BEGIN Dataset excerpts

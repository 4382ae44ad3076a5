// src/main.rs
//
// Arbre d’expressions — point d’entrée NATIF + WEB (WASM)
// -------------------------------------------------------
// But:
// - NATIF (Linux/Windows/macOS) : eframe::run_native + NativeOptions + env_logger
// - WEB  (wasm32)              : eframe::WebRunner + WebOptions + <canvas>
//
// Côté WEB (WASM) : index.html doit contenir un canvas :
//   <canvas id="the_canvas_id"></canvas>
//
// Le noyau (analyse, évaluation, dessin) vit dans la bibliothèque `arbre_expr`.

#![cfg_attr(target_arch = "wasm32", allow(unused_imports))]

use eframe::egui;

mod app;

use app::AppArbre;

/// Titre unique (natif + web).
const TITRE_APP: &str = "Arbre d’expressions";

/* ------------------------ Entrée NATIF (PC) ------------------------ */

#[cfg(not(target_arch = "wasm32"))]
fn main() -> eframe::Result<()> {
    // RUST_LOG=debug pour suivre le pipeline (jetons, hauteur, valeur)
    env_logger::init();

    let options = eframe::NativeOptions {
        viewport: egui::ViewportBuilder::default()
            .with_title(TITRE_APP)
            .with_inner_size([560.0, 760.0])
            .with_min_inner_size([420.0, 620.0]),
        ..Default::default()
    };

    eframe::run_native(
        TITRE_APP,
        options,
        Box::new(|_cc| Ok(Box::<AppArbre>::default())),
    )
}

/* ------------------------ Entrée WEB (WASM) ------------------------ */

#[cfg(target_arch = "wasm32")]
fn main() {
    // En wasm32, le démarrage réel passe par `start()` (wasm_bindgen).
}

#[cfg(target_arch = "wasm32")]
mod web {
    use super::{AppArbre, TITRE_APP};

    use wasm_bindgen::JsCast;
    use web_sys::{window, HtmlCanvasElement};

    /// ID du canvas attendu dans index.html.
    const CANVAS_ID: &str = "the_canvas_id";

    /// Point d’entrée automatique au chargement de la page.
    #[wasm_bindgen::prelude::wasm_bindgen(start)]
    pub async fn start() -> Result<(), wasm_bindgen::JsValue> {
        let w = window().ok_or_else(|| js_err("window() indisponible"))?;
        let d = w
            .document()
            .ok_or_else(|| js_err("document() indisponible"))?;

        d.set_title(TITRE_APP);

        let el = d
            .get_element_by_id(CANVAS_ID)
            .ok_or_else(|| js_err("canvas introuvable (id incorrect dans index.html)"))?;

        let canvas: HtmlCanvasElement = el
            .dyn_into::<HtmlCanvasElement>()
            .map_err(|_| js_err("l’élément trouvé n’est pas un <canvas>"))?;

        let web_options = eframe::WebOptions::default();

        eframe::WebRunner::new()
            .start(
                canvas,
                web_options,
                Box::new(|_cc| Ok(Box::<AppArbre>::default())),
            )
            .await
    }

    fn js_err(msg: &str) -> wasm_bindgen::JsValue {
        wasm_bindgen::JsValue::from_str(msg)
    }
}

END Dataset excerpts
BEGIN Dataset excerpts

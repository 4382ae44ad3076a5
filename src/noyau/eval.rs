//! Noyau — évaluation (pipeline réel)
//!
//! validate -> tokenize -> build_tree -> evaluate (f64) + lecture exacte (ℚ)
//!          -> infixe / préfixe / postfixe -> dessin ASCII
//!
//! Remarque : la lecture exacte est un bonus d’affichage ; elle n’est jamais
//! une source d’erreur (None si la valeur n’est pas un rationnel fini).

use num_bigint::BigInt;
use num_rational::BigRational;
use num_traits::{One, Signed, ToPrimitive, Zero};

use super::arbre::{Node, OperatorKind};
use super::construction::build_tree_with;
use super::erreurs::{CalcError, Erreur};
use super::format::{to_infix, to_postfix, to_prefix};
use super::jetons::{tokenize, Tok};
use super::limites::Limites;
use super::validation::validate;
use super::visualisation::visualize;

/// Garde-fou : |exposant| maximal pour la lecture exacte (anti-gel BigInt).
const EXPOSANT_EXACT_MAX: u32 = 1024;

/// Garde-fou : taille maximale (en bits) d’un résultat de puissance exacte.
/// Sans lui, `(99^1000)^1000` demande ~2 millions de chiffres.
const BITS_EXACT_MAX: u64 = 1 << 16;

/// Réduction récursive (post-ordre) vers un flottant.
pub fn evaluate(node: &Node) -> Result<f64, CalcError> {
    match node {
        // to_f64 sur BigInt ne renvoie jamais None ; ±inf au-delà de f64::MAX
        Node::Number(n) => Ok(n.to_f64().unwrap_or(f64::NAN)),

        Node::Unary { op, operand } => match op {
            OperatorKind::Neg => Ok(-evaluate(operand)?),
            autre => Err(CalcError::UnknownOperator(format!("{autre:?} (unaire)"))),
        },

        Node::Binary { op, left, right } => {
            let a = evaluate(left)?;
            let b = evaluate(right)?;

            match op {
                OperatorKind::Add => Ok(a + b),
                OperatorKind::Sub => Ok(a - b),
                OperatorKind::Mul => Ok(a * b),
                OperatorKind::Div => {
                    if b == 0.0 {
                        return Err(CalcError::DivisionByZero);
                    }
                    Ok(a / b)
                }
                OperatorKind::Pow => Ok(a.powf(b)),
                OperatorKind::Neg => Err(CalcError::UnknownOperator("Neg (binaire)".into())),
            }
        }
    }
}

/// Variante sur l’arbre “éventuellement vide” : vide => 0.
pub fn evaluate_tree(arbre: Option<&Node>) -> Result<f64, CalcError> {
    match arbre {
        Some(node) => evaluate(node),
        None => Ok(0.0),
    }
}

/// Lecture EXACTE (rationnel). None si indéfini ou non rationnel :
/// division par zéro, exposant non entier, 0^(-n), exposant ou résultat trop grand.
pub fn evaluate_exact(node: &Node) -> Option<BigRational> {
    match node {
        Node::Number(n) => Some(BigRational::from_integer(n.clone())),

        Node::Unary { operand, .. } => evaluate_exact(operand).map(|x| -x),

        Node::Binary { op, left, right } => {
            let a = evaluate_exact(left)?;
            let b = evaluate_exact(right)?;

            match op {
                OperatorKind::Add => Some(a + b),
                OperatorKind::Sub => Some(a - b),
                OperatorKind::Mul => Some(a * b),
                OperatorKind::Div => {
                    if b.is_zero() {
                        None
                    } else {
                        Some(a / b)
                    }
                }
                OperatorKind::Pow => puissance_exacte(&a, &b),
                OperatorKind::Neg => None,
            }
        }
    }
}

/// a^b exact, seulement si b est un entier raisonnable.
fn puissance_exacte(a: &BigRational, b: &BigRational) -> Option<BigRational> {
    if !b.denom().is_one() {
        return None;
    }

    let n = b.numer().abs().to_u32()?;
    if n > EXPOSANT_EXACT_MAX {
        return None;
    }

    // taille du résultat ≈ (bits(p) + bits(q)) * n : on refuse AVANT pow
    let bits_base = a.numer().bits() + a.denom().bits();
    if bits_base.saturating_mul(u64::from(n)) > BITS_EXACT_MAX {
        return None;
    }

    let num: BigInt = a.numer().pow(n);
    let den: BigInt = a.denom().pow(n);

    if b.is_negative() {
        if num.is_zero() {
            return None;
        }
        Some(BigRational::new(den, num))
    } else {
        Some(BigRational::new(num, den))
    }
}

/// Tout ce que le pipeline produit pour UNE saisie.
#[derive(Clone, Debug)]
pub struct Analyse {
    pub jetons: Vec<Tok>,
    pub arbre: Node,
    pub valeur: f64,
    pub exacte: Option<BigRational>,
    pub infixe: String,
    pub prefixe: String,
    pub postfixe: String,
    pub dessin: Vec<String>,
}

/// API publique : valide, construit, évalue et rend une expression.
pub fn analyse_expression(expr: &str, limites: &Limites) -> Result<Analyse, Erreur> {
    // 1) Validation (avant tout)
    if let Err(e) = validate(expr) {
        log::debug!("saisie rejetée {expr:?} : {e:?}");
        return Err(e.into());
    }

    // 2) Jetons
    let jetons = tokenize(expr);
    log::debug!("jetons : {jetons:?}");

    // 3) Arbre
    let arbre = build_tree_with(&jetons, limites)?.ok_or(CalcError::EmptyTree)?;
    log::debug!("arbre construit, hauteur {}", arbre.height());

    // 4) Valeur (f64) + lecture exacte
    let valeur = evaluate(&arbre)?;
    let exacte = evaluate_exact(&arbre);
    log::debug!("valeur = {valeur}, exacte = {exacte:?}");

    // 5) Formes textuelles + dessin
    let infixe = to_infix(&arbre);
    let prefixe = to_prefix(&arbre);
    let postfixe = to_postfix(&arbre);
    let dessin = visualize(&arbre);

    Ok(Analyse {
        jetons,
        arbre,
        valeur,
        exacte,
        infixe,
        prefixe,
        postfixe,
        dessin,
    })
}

END Dataset excerpts

Where a line in the entries holds "operand", copy that line.

        Node::Unary { op, operand } => match op {
            OperatorKind::Neg => Ok(-evaluate(operand)?),
        Node::Unary { operand, .. } => evaluate_exact(operand).map(|x| -x),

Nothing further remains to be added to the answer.